*WHAT IS BEING ASKED*. If "EffectVisual" shows up in a line of the material, return that line.

---------- ENTRIES PROVIDED ----------

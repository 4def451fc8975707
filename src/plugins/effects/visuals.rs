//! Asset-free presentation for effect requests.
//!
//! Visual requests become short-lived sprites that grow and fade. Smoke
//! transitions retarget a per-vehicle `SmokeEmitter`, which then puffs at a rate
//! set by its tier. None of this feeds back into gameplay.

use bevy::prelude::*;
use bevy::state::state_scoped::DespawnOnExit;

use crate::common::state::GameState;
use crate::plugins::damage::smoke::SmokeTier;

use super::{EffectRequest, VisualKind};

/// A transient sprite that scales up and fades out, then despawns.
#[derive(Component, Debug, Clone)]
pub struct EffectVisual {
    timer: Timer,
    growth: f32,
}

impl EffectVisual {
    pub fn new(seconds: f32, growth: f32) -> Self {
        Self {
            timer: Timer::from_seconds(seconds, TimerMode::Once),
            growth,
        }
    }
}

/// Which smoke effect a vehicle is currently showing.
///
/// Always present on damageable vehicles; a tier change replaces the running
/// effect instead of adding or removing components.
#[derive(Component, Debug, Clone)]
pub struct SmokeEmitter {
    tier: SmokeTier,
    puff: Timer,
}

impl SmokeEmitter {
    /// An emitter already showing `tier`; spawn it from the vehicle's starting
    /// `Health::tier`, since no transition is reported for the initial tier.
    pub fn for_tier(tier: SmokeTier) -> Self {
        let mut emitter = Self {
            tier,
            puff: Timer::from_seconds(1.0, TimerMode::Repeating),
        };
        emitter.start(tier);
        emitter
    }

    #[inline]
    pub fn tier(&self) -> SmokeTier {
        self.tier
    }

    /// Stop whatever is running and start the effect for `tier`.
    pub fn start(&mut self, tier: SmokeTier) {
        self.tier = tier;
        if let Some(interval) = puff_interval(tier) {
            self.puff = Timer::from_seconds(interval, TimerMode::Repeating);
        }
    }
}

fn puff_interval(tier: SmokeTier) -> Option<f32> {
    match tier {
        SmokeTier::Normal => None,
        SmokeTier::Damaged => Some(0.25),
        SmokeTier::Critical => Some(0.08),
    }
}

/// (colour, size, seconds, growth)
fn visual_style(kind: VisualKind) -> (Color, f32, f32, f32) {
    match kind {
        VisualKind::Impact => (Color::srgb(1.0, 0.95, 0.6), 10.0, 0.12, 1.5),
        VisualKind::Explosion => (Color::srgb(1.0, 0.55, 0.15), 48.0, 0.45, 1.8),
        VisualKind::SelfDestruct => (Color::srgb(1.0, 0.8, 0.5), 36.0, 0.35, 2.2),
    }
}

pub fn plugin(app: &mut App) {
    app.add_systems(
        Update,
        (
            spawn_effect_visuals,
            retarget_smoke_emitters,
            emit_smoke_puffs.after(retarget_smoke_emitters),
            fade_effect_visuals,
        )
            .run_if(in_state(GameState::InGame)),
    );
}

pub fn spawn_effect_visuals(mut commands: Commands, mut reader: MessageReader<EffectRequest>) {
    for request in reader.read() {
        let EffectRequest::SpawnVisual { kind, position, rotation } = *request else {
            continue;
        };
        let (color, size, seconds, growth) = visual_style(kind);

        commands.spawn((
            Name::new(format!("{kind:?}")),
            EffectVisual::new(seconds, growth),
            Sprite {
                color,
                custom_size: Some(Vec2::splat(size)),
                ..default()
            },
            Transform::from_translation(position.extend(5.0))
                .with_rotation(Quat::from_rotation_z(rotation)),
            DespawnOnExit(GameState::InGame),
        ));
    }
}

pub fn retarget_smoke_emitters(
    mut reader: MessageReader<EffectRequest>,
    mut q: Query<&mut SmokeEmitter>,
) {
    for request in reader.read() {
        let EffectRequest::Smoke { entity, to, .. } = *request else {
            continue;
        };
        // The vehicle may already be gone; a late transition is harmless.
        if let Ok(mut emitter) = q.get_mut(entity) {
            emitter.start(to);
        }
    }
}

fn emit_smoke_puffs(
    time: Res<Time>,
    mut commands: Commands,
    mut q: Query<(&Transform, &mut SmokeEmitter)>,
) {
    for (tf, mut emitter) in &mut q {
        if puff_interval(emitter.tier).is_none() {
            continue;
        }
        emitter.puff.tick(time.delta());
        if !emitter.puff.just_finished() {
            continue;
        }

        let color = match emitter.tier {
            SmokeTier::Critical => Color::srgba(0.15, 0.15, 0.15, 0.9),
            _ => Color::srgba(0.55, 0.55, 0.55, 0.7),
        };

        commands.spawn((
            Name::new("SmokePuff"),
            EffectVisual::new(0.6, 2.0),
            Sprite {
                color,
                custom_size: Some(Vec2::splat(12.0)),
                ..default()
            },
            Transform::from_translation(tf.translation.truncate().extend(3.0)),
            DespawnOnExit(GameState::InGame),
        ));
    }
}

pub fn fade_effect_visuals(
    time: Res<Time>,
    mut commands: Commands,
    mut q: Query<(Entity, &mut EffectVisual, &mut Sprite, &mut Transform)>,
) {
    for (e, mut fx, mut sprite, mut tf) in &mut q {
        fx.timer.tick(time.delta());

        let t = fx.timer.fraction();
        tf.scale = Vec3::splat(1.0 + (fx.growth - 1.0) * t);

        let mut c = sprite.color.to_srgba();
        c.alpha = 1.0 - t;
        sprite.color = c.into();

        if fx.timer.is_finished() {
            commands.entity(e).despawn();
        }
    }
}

----------

*THE ANSWER*.
pub struct EffectVisual {
impl EffectVisual {
            EffectVisual::new(seconds, growth),
            EffectVisual::new(0.6, 2.0),
    mut q: Query<(Entity, &mut EffectVisual, &mut Sprite, &mut Transform)>,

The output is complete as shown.